Health experts suspect virus as cause of mysterious illness

Experts say there is no evidence to suggest the illness is related to bioterrorism.
Health experts searching for the cause of a frightening outbreak of a deadly flulike illness in Asia say the culprit is probably a virus, and they are encouraged that some victims appear to be getting better.
More than 150 people have fallen ill, mostly in Hong Kong and Vietnam, over the past three weeks. And experts suspect that an additional 300 people in China's Guangdong province had the same disease beginning in mid-November.
While experts are unsure precisely what is causing the outbreak, several say their biggest fear is that it is a new and lethal form of influenza.

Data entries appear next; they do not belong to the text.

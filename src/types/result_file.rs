use crate::error::{IoResultExt, Result};
use std::fs::{File, OpenOptions};
use std::io::{self, Read, Seek, SeekFrom, Write};
use std::path::{Path, PathBuf};

/// The single append-only output of a run.
#[derive(Debug)]
pub struct ResultFile {
    path: PathBuf,
    file: File,
}

impl ResultFile {
    /// Opens `path` for appending, creating it if absent.
    ///
    /// With `strip_sentinel` set, a trailing line equal to the sentinel left
    /// by an earlier complete run is cut off first, so the file ends up with
    /// a single sentinel once this run finishes.
    pub fn open_for_append(path: &Path, strip_sentinel: Option<&str>) -> Result<ResultFile> {
        if path.exists() {
            prepare_existing(path, strip_sentinel).at("prepare result file", path)?;
        }
        let file = OpenOptions::new()
            .create(true)
            .append(true)
            .open(path)
            .at("open result file", path)?;
        Ok(ResultFile {
            path: path.to_path_buf(),
            file,
        })
    }

    pub fn path(&self) -> &Path {
        &self.path
    }

    /// Appends the full contents of `source`, returning the bytes copied.
    pub fn append_file(&mut self, source: &Path) -> Result<u64> {
        let mut source_file = File::open(source).at("open staged file", source)?;
        io::copy(&mut source_file, &mut self.file).at("append to result file", &self.path)
    }

    pub fn append_sentinel(&mut self, sentinel: &str) -> Result<()> {
        writeln!(self.file, "{sentinel}").at("append sentinel", &self.path)?;
        self.file.sync_all().at("sync result file", &self.path)
    }
}

fn prepare_existing(path: &Path, strip_sentinel: Option<&str>) -> io::Result<()> {
    let mut file = OpenOptions::new().read(true).write(true).open(path)?;

    if let Some(sentinel) = strip_sentinel {
        if let Some(new_len) = length_without_trailing_sentinel(&mut file, sentinel)? {
            file.set_len(new_len)?;
        }
    }

    let len = file.metadata()?.len();
    if len > 0 {
        let mut last = [0u8; 1];
        file.seek(SeekFrom::Start(len - 1))?;
        file.read_exact(&mut last)?;
        if last[0] != b'\n' {
            file.seek(SeekFrom::End(0))?;
            file.write_all(b"\n")?;
        }
    }
    Ok(())
}

fn length_without_trailing_sentinel(file: &mut File, sentinel: &str) -> io::Result<Option<u64>> {
    let len = file.metadata()?.len();
    let window = (sentinel.len() as u64 + 3).min(len);
    file.seek(SeekFrom::Start(len - window))?;
    let mut tail = Vec::with_capacity(window as usize);
    file.read_to_end(&mut tail)?;

    let mut end = tail.len();
    if tail.ends_with(b"\n") {
        end -= 1;
    }
    if tail[..end].ends_with(b"\r") {
        end -= 1;
    }
    if !tail[..end].ends_with(sentinel.as_bytes()) {
        return Ok(None);
    }
    let start = end - sentinel.len();
    let at_line_start = if start == 0 {
        window == len
    } else {
        tail[start - 1] == b'\n'
    };
    if !at_line_start {
        return Ok(None);
    }
    Ok(Some(len - (tail.len() - start) as u64))
}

"If it really is the flu, it could be we have a new organism that could cause a pandemic," said Dr. R. Bradley Sack, director of Johns Hopkins' international travel clinic. "People immediately start thinking of 1917," when a worldwide flu epidemic began that killed at least 20 million people.
So far, the disease has killed nine people -- seven in Asia and two in North America. Its rapid spread, and the discovery of two clusters in Canada, caused a rare worldwide health alert to be issued Saturday.
Health officials in China said today that the disease that infected about 300 people and killed five in Guangdong province "seems amenable to treatment," although they stressed there is still no link to cases in other countries.
Asian airports were screening passengers for flulike symptoms, in the hope of stopping the spread of the disease. Some fearful passengers wore surgical masks or covered their faces to ward off infection.
Terrorism link?
Experts discounted the possibility that terrorism is the source and believe it almost certainly is a contagious infection that spreads most easily from victims to their doctors, nurses and families through coughing, sneezing and other contact with nasal fluids.
"Nothing about that pattern suggests bioterrorism," said Dr. Julie Gerberding, head of the U.S. Centers for Disease Control and Prevention in Atlanta.
Health officials say it may be several more days before they are able to identify the disease. However, they said several of its features suggest it is caused by a virus, which can often be difficult to pinpoint quickly using standard lab tests.
The illness is being called "severe acute respiratory syndrome," or SARS. The incubation period appears to be three to seven days. It often begins with a high fever and other flulike symptoms, such as headache and sore throat. Victims typically develop coughs, pneumonia, shortness of breath and other breathing difficulties. Death results from respiratory failure.
The World Health Organization has been aware of the outbreak for about three weeks but issued its global alert this weekend because of concern that the illness would spread to North America and Europe.
Officials said they are encouraged that some recent victims seem to be recovering, although they are unsure whether that is because of the many antibiotic and antiviral drugs they have been given or simply the natural course of the disease.
Dr. David Heymann, WHO's communicable diseases chief, said three or four patients had stabilized enough to be moved out of intensive care Sunday in Hanoi, Vietnam, although all still had breathing problems.
The World Health Organization estimates that perhaps 500 people in all have been sickened if the earlier outbreak in China turns out to be part of the same disease, as they suspect it is.
Ninety percent of the most recent cases have been in health care workers.
The CDC prepared cards that were being given to travelers arriving from Hanoi, Hong Kong or Guangdong province in China, warning they may have been exposed. It recommended they see a doctor if they get a fever accompanied by a cough or difficulty breathing over the next week.
Viral infection
Investigators suspect a virus is involved, because victims do not seem to respond well to standard antibiotics, which kill only bacteria, and because their white blood counts drop. That typically happens with viral infections but not bacterial ones.
Few drugs exist for treating viral diseases and often they must run their course until brought under control by the body's natural immune defenses.
No cases have been confirmed in the United States, but Gerberding said the CDC is checking out a few calls. The North American fatalities were a woman and her grown son who died in Toronto after visiting Hong Kong.
A 32-year-old physician from Singapore suspected of having the disease was taken off an airliner during a stopover in Frankfurt, Germany, on Saturday after being in New York City for a medical conference. He was held in quarantine, along with his mother, who had a fever, and his wife, who remained healthy.
However, on Sunday, the man's physician, Dr. Hanns-Reinhardt Brodt, said he was uncertain the case was SARS; he was treating him for ordinary pneumonia.